A l’arrivée du FPI au pouvoir, il avait intégré le gouvernement, où il avait été brièvement nommé ministre des Affaires étrangères avant son départ, suite à des arrangements politiques avec la rebellion.

On ne peut avoir raison et renoncer

Durant la crise post-électorale, il avait fait partir des personnes qui avaient choisi de rester avec Laurent Gbagbo dans son bunker présidentiel malgré les bombardements, jusqu’à son arrestation le 11 avril 2011. Arrêté et incarcéré, il n'avait eu de cesse de justifier l’attitude jusqu’au-boutiste de son mentor: «on ne peut avoir raison et renoncer» clamait-il à chaque occasion, convaincu de la victoire de Laurent Gbagbo, lors de la présidentielle de 2010.

Sorti de prison deux ans plus tard, Sangaré avait alors adopté une position radicale, refusant toute collaboration avec le pouvoir d’Abidjan, privilégiant avant tout la lutte politique pour libération de Laurent Gbagbo. Il avait alors milité pour que l’ex-chef d’Etat demeure à la tête du FPI, une posture qui fut à l’origine du différend avec Affi N’Guessan qui avait alors pris les rênes d’une aile du parti.

Gbagbo reviendra

Dans sa posture, ayant le soutien de Laurent Gbagbo, Aboudramane Sangaré avait opté pour un boycott de toutes les élections, y compris la présidentielle de 2015 et les dernières élections locales.
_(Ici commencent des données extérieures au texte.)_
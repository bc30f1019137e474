//! `clima` - current weather for a city name
//!
//! Resolves a free-text city through the `OpenMeteo` geocoder, fetches the
//! current conditions for its coordinates and caches the shaped result.

pub mod api;
pub mod cache;
pub mod config;
pub mod error;
pub mod http;
pub mod logging;
pub mod models;
pub mod weather;
pub mod web;

// Re-export core types for public API
pub use cache::{CacheStore, MemoryCache, PersistentCache};
pub use config::AppConfig;
pub use error::LookupError;
pub use http::{HttpClient, HttpResponse, ReqwestClient, TransportError};
pub use models::{CityQuery, CurrentConditions, DataSource, GeoLocation, WeatherResult};
pub use weather::{OpenMeteoEndpoints, WeatherLookup};

/// Library version
pub const VERSION: &str = env!("CARGO_PKG_VERSION");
Surnommé «le gardien du Temple», il se présentait comme le défenseur du «FPI originel» qui «ne peut se départir de l’image et de la personne de Laurent Gbagbo».

«Le procès de Laurent Gbagbo, c’est l’honneur perdu de la CPI» avait-il confié lors d’une interview à la chaîne française TV5 Monde, en mars 2017, ajoutant : «il nous reviendra parce que la Côte d’Ivoire a besoin de lui. Il est le chaînon manquant de la réconciliation en Côte d’Ivoire».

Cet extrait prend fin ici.